Sweet? Innocent? Probably not. 1975 was not a time of innocence; it was a time of bombs and bullets, but maybe there remained an innocence, a tolerance.
Most communities would have had their ‘Michaels’; their characters equivalent to the character played by John Mills in Ryan’s Daughter. The terms for such people were cruel, inhuman sometimes. The Wikipedia entry for Ryan’s Daughter describes John Mills’ part as that of the ‘village idiot’, a term I have not once heard in 27 years living in Ireland; however, the local terminology would not be much more charitable.
Yet, whatever the terminology, there was a gentle attitude towards those who did not conform to the notional norm.
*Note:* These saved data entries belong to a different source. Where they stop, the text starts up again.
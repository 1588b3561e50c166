use std::{
    collections::HashMap,
    sync::{Arc, Mutex, MutexGuard, Weak},
    time::Duration,
};

use tokio::{sync::oneshot, time::Instant};
use tracing::*;

use crate::{device::Xid, error::RequestError, protocol::MultipartReply};

type Outcome<T> = Result<T, RequestError>;

/// Completion side of one request. `None` once completed.
struct Completion<T> {
    sender: Option<oneshot::Sender<Outcome<T>>>,
}

struct CorrelatorState<T> {
    next_xid: u32,
    pending: HashMap<Xid, Completion<T>>,
    closed: bool,
}

struct CorrelatorInner<T> {
    state: Mutex<CorrelatorState<T>>,
}

impl<T> CorrelatorInner<T> {
    fn lock(&self) -> MutexGuard<'_, CorrelatorState<T>> {
        self.state
            .lock()
            .unwrap_or_else(|poisoned| poisoned.into_inner())
    }
}

/// Hands out transaction ids and resolves each request exactly once.
pub struct RequestCorrelator<T> {
    inner: Arc<CorrelatorInner<T>>,
}

impl<T> Clone for RequestCorrelator<T> {
    fn clone(&self) -> Self {
        Self {
            inner: self.inner.clone(),
        }
    }
}

impl<T> Default for RequestCorrelator<T> {
    fn default() -> Self {
        Self::with_first_xid(1)
    }
}

impl<T> std::fmt::Debug for RequestCorrelator<T> {
    fn fmt(&self, f: &mut std::fmt::Formatter<'_>) -> std::fmt::Result {
        let state = self.inner.lock();
        f.debug_struct("RequestCorrelator")
            .field("next_xid", &state.next_xid)
            .field("pending", &state.pending.len())
            .field("closed", &state.closed)
            .finish()
    }
}

impl<T> RequestCorrelator<T> {
    pub fn with_first_xid(first_xid: u32) -> Self {
        Self {
            inner: Arc::new(CorrelatorInner {
                state: Mutex::new(CorrelatorState {
                    next_xid: first_xid,
                    pending: HashMap::new(),
                    closed: false,
                }),
            }),
        }
    }

    /// Reserves a fresh xid. After [`Self::close`] the returned context is already failed.
    pub fn create_request_context(&self) -> RequestContext<T> {
        let (sender, receiver) = oneshot::channel();
        let mut state = self.inner.lock();

        let xid = Self::allocate_xid(&mut state);

        if state.closed {
            let _ = sender.send(Err(RequestError::Closed));
            return RequestContext {
                xid,
                created_at: Instant::now(),
                receiver,
                correlator: Weak::new(),
            };
        }

        let previous = state.pending.insert(
            xid,
            Completion {
                sender: Some(sender),
            },
        );
        debug_assert!(previous.is_none(), "xid {xid} handed out twice");

        RequestContext {
            xid,
            created_at: Instant::now(),
            receiver,
            correlator: Arc::downgrade(&self.inner),
        }
    }

    fn allocate_xid(state: &mut CorrelatorState<T>) -> Xid {
        loop {
            let xid = Xid(state.next_xid);
            state.next_xid = state.next_xid.wrapping_add(1);
            if !state.pending.contains_key(&xid) {
                return xid;
            }
        }
    }

    /// Resolves the request `xid` with `outcome`.
    ///
    /// Fails with [`RequestError::UnknownXid`] when the xid was never issued or its requester is
    /// gone, and with [`RequestError::AlreadyCompleted`] when it was resolved before.
    pub fn complete(&self, xid: Xid, outcome: Outcome<T>) -> Result<(), RequestError> {
        let mut state = self.inner.lock();

        let Some(completion) = state.pending.get_mut(&xid) else {
            debug!("No outstanding request for {xid}, dropping its outcome");
            return Err(RequestError::UnknownXid(xid));
        };

        let Some(sender) = completion.sender.take() else {
            error!("Request {xid} was already completed");
            return Err(RequestError::AlreadyCompleted(xid));
        };

        if sender.send(outcome).is_err() {
            trace!("Requester of {xid} is gone");
        }
        Ok(())
    }

    /// Fails every outstanding request with [`RequestError::Closed`].
    ///
    /// Returns how many requests were failed. Further calls do nothing.
    pub fn close(&self) -> usize {
        let mut state = self.inner.lock();
        if state.closed {
            return 0;
        }
        state.closed = true;

        let mut failed = 0;
        for completion in state.pending.values_mut() {
            if let Some(sender) = completion.sender.take() {
                let _ = sender.send(Err(RequestError::Closed));
                failed += 1;
            }
        }

        debug!("Correlator closed, {failed} outstanding requests failed");
        failed
    }

    pub fn is_closed(&self) -> bool {
        self.inner.lock().closed
    }

    /// Whether a requester still waits on `xid`.
    pub fn is_pending(&self, xid: Xid) -> bool {
        self.inner
            .lock()
            .pending
            .get(&xid)
            .is_some_and(|completion| completion.sender.is_some())
    }

    pub fn outstanding(&self) -> usize {
        self.inner
            .lock()
            .pending
            .values()
            .filter(|completion| completion.sender.is_some())
            .count()
    }
}

/// One issued request waiting for its outcome.
pub struct RequestContext<T> {
    xid: Xid,
    created_at: Instant,
    receiver: oneshot::Receiver<Outcome<T>>,
    correlator: Weak<CorrelatorInner<T>>,
}

impl<T> std::fmt::Debug for RequestContext<T> {
    fn fmt(&self, f: &mut std::fmt::Formatter<'_>) -> std::fmt::Result {
        f.debug_struct("RequestContext")
            .field("xid", &self.xid)
            .field("created_at", &self.created_at)
            .finish()
    }
}

impl<T> RequestContext<T> {
    pub fn xid(&self) -> Xid {
        self.xid
    }

    pub fn created_at(&self) -> Instant {
        self.created_at
    }

    /// Waits for the outcome. On timeout the request is failed unless its reply won the race.
    pub async fn wait(mut self, timeout: Duration) -> Outcome<T> {
        match tokio::time::timeout(timeout, &mut self.receiver).await {
            Ok(Ok(outcome)) => outcome,
            Ok(Err(_)) => Err(RequestError::Closed),
            Err(_) => {
                if self.claim() {
                    return Err(RequestError::Timeout {
                        xid: self.xid,
                        timeout_ms: timeout.as_millis() as u64,
                    });
                }
                self.receiver
                    .try_recv()
                    .unwrap_or(Err(RequestError::Closed))
            }
        }
    }

    /// Marks the request as completed by its owner. `false` if someone else completed it first.
    fn claim(&self) -> bool {
        let Some(correlator) = self.correlator.upgrade() else {
            return false;
        };
        let mut state = correlator.lock();
        state
            .pending
            .get_mut(&self.xid)
            .and_then(|completion| completion.sender.take())
            .is_some()
    }
}

impl<T> Drop for RequestContext<T> {
    fn drop(&mut self) {
        if let Some(correlator) = self.correlator.upgrade() {
            correlator.lock().pending.remove(&self.xid);
        }
    }
}

/// Joins the parts of multi-part replies, keyed by xid.
#[derive(Debug, Default)]
pub struct MultipartCollector {
    parts: HashMap<Xid, Vec<MultipartReply>>,
}

impl MultipartCollector {
    /// Returns every part of the reply once its last part arrived.
    pub fn push(&mut self, reply: MultipartReply) -> Option<(Xid, Vec<MultipartReply>)> {
        let xid = reply.xid;
        let last = !reply.request_more;
        self.parts.entry(xid).or_default().push(reply);

        if !last {
            return None;
        }
        self.parts.remove(&xid).map(|parts| (xid, parts))
    }

    pub fn discard(&mut self, xid: Xid) {
        self.parts.remove(&xid);
    }

    pub fn clear(&mut self) {
        self.parts.clear();
    }

    /// Drops the parts of replies nobody waits for anymore, like timed out requests.
    pub fn retain_pending<T>(&mut self, correlator: &RequestCorrelator<T>) -> usize {
        let before = self.parts.len();
        self.parts.retain(|xid, _| correlator.is_pending(*xid));
        before - self.parts.len()
    }

    pub fn in_progress(&self) -> usize {
        self.parts.len()
    }
}

#[cfg(test)]
mod tests {
    use std::collections::HashSet;

    use super::*;
    use crate::protocol::{MultipartReplyBody, OfVersion};

    #[tokio::test]
    async fn xids_are_unique_among_live_requests() {
        let correlator = RequestCorrelator::<u32>::default();

        let contexts: Vec<_> = (0..64).map(|_| correlator.create_request_context()).collect();
        let xids: HashSet<Xid> = contexts.iter().map(|context| context.xid()).collect();
        assert_eq!(xids.len(), contexts.len());
        assert_eq!(correlator.outstanding(), 64);
    }

    #[tokio::test]
    async fn xid_allocation_skips_live_xids_after_wrap() {
        let correlator = RequestCorrelator::<u32>::with_first_xid(u32::MAX);

        let first = correlator.create_request_context();
        let second = correlator.create_request_context();
        assert_eq!(first.xid(), Xid(u32::MAX));
        assert_eq!(second.xid(), Xid(0));

        drop(second);
        let mut live = vec![first];
        for _ in 0..3 {
            live.push(correlator.create_request_context());
        }
        let xids: HashSet<Xid> = live.iter().map(|context| context.xid()).collect();
        assert_eq!(xids.len(), 4);
    }

    #[tokio::test]
    async fn concurrent_creation_yields_distinct_xids() {
        let correlator = RequestCorrelator::<u32>::default();

        let handles: Vec<_> = (0..8)
            .map(|_| {
                let correlator = correlator.clone();
                tokio::spawn(async move {
                    (0..32)
                        .map(|_| correlator.create_request_context())
                        .collect::<Vec<_>>()
                })
            })
            .collect();

        let mut xids = HashSet::new();
        let mut contexts = Vec::new();
        for handle in handles {
            for context in handle.await.unwrap() {
                assert!(xids.insert(context.xid()));
                contexts.push(context);
            }
        }
        assert_eq!(xids.len(), 256);
    }

    #[tokio::test]
    async fn completes_exactly_once() {
        let correlator = RequestCorrelator::<u32>::default();
        let context = correlator.create_request_context();
        let xid = context.xid();

        correlator.complete(xid, Ok(7)).unwrap();
        assert_eq!(
            correlator.complete(xid, Ok(8)),
            Err(RequestError::AlreadyCompleted(xid))
        );
        assert_eq!(context.wait(Duration::from_secs(1)).await, Ok(7));

        assert_eq!(
            correlator.complete(xid, Ok(9)),
            Err(RequestError::UnknownXid(xid))
        );
        assert_eq!(
            correlator.complete(Xid(4242), Ok(9)),
            Err(RequestError::UnknownXid(Xid(4242)))
        );
    }

    #[tokio::test]
    async fn close_fails_every_outstanding_request_once() {
        let correlator = RequestCorrelator::<u32>::default();
        let contexts: Vec<_> = (0..5).map(|_| correlator.create_request_context()).collect();
        correlator.complete(contexts[0].xid(), Ok(1)).unwrap();

        assert_eq!(correlator.close(), 4);
        assert_eq!(correlator.close(), 0);
        assert!(correlator.is_closed());

        let mut outcomes = Vec::new();
        for context in contexts {
            outcomes.push(context.wait(Duration::from_secs(1)).await);
        }
        assert_eq!(outcomes[0], Ok(1));
        assert!(outcomes[1..]
            .iter()
            .all(|outcome| *outcome == Err(RequestError::Closed)));

        let late = correlator.create_request_context();
        assert_eq!(
            late.wait(Duration::from_secs(1)).await,
            Err(RequestError::Closed)
        );
    }

    #[tokio::test(start_paused = true)]
    async fn timeout_resolves_the_request() {
        let correlator = RequestCorrelator::<u32>::default();
        let context = correlator.create_request_context();
        let xid = context.xid();

        let outcome = context.wait(Duration::from_millis(100)).await;
        assert_eq!(
            outcome,
            Err(RequestError::Timeout {
                xid,
                timeout_ms: 100
            })
        );
        assert_eq!(correlator.outstanding(), 0);
        assert!(correlator.complete(xid, Ok(1)).is_err());
    }

    #[test]
    fn collector_joins_parts() {
        let part = |request_more: bool, xid: u32| MultipartReply {
            xid: Xid(xid),
            version: OfVersion::V13,
            request_more,
            body: MultipartReplyBody::Flow(Vec::new()),
        };

        let mut collector = MultipartCollector::default();
        assert!(collector.push(part(true, 1)).is_none());
        assert!(collector.push(part(true, 2)).is_none());
        assert!(collector.push(part(true, 1)).is_none());

        let (xid, parts) = collector.push(part(false, 1)).unwrap();
        assert_eq!(xid, Xid(1));
        assert_eq!(parts.len(), 3);
        assert_eq!(collector.in_progress(), 1);

        collector.discard(Xid(2));
        assert_eq!(collector.in_progress(), 0);
    }

    #[tokio::test(start_paused = true)]
    async fn collector_forgets_parts_of_timed_out_requests() {
        let correlator = RequestCorrelator::<Vec<MultipartReply>>::default();
        let waiting = correlator.create_request_context();
        let abandoned = correlator.create_request_context();
        let part = |xid: Xid| MultipartReply {
            xid,
            version: OfVersion::V13,
            request_more: true,
            body: MultipartReplyBody::Flow(Vec::new()),
        };

        let mut collector = MultipartCollector::default();
        assert!(collector.push(part(waiting.xid())).is_none());
        assert!(collector.push(part(abandoned.xid())).is_none());
        assert!(collector.push(part(Xid(9000))).is_none());
        assert_eq!(collector.retain_pending(&correlator), 1);

        let outcome = abandoned.wait(Duration::from_millis(100)).await;
        assert!(matches!(outcome, Err(RequestError::Timeout { .. })));
        assert_eq!(collector.retain_pending(&correlator), 1);
        assert_eq!(collector.in_progress(), 1);
        assert!(correlator.is_pending(waiting.xid()));
    }
}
There would have been knowing nods, euphemisms, a generosity of spirit. It may not have been sweet innocence, but nor was it vicious malevolence.
Driving a road far from home one day, I gave a lift to a ‘Michael’, who had been standing at the roadside in the rain, dressed in a shirt and trousers. For some reason I decided to Google his name a couple of days later. I was astonished when I found it appeared on a string of web pages. Unsecured social network pages had comments about him from a circle of young people; one had taken his photograph with a mobile phone. The comments were on a spectrum from mocking to vicious; there was a nastiness in someone making up a page purporting to be from the man himself, with the sort of comments he might make and a deriding of his mannerisms.
William Golding’s Lord of the Flies would quickly move from fiction to fact if such young people were ever isolated anywhere; when a harmless ‘Michael’ is considered fair sport when there are 101 other attractions, he would be an easy victim in more severe times.
Maybe the RTE man was right, perhaps The Chi Lites sang of sweetness and innocence, perhaps the times were different. Maybe our terms for our ‘Michaels’ lacked the correctness of contemporary phraseology, but it would not have occurred to us to have considered them a target. To have mocked a ‘Michael’ amongst a circle of friends would brought criticisms upon one’s own head – particularly from the girls. Perhaps that is why Goldingesque sentiments can now be expressed; perhaps girls have lost their civilising influence, perhaps that is what has been lost.